Even crazier is that more and more often, as I go through the things from my younger years and begin deciding what stays and what goes, I am finding that Silly Younger Orb often bought things she had no intention of using and didn’t need and fell in love with for the dumbest reasons, and now Less Silly Older Orb is thrilled that she did (and that she held onto them through move after move). It’s almost as if Silly Younger Orb had some sort of subconscious idea of who she was going to be, or who she wanted to be, and brought things into her life that would be immensely useful to the Less Silly Older Orb.

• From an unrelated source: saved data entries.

pub mod collision;
pub mod dynamics;
pub mod frame;
pub mod grid;
pub mod input;
pub mod net;
pub mod ring_buffer;
pub mod stage;

/// Unique identifier for a player across the whole process.
pub type PlayerId = i32;

#[cfg(any(test, feature = "test-helpers"))]
pub mod test_helpers {
    use std::collections::BTreeMap;

    use crate::PlayerId;
    use crate::frame::{PlayerDownsync, RoomDownsyncFrame, character_state};
    use crate::grid::WORLD_TO_VIRTUAL_GRID_RATIO;

    /// Build a kickoff-style render frame holding `n` players spread along
    /// the x axis (world -80, +80, ...), ids starting at 10 and join
    /// indices at 1.
    pub fn make_render_frame(n: usize, countdown_nanos: i64) -> RoomDownsyncFrame {
        let mut players: BTreeMap<PlayerId, PlayerDownsync> = BTreeMap::new();
        for i in 0..n {
            let join_index = i as i32 + 1;
            players.insert(
                10 + i as PlayerId,
                PlayerDownsync {
                    id: 10 + i as PlayerId,
                    virtual_grid_x: (-80 + i as i32 * 160) * WORLD_TO_VIRTUAL_GRID_RATIO as i32,
                    virtual_grid_y: 0,
                    dir_x: if join_index % 2 == 0 { -2 } else { 2 },
                    dir_y: 0,
                    character_state: character_state::IDLE1,
                    speed: WORLD_TO_VIRTUAL_GRID_RATIO as i32,
                    frames_to_recover: 0,
                    hp: 100,
                    max_hp: 100,
                    collider_radius: 12.0,
                    join_index,
                },
            );
        }
        RoomDownsyncFrame {
            id: 0,
            players,
            countdown_nanos,
            melee_bullets: Vec::new(),
        }
    }
}
#[allow(dead_code)]
mod common;

use common::{TestServer, connect_admitted, read_resp, ws_connect};
use ringside_core::net::messages::ret_code;
use ringside_server::config::{BattleTuning, RoomPoolConfig, ServerConfig};

#[tokio::test]
async fn players_fill_one_room_then_spill_to_the_next() {
    let server = TestServer::from_config(ServerConfig {
        rooms: RoomPoolConfig {
            count: 2,
            capacity: 2,
        },
        ..ServerConfig::default()
    })
    .await;

    let (_c1, bci1) = connect_admitted(&server, 1).await;
    let (_c2, bci2) = connect_admitted(&server, 2).await;
    assert_eq!(bci1.room_id, bci2.room_id, "second player tops up the waiting room");

    // The first room is full (nobody acked, so it is still WAITING);
    // the third player must land in the other room.
    let (_c3, bci3) = connect_admitted(&server, 3).await;
    assert_ne!(bci3.room_id, bci1.room_id);
}

#[tokio::test]
async fn exhausted_pool_rejects_with_ret_code() {
    let server = TestServer::from_config(ServerConfig {
        rooms: RoomPoolConfig {
            count: 1,
            capacity: 2,
        },
        ..ServerConfig::default()
    })
    .await;

    let (_c1, _) = connect_admitted(&server, 1).await;
    let (_c2, _) = connect_admitted(&server, 2).await;

    let mut c3 = ws_connect(&server.ws_url(3)).await;
    let resp = read_resp(&mut c3).await;
    assert_ne!(resp.ret, ret_code::OK);
    assert!(resp.bci.is_none());
}

#[tokio::test]
async fn duplicate_player_id_is_treated_as_rejoin_target() {
    let server = TestServer::from_config(ServerConfig {
        rooms: RoomPoolConfig {
            count: 2,
            capacity: 2,
        },
        battle: BattleTuning {
            battle_preparation_millis: 50,
            ..BattleTuning::default()
        },
        ..ServerConfig::default()
    })
    .await;

    let (_c1, bci1) = connect_admitted(&server, 7).await;
    // Same player id again while the first session is still attached: the
    // room remembers the membership, so this goes down the readmission
    // path into the same room.
    let (_c1b, bci1b) = connect_admitted(&server, 7).await;
    assert_eq!(bci1.room_id, bci1b.room_id);
}
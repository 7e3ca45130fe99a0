//! Transport seam between sessions and the remote chat endpoints.

use async_trait::async_trait;

use crate::error::TransportError;

/// Sends one message to a target endpoint and returns the reply text.
///
/// Implementations classify their own failures as retryable or fatal;
/// sessions never inspect error text.
#[async_trait]
pub trait Transport: Send + Sync {
    async fn send(&self, endpoint: &str, message: &str) -> Result<String, TransportError>;
}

If you had met me at age twenty, I don’t think you would have imagined me ever being an eater of health food and a baker of bread, yet that’s what I seem to have currently morphed into.

I can’t wait to start using the recipes in this book, and for once, I might actually follow them.

You can still get this bread book. In fact, it celebrated 25 years of publication in 1995. Without having read any more than the little bit I did tonight, I have to suggest The Tassajara Bread Book for anyone interested in making bread. I’m debating getting a new one. It might have some new information in it. But … it wouldn’t have the worn-in, well-loved personality that the one I have does. Mine was obviously owned by someone who actually used it in a kitchen, and so now I will use it in my kitchen too. Maybe someday I will pass it along as I plan to with my other cookbooks, but not yet! I have a lot more to learn about breadmaking! Get your own copy!

Spacer Bar

Comments are closed.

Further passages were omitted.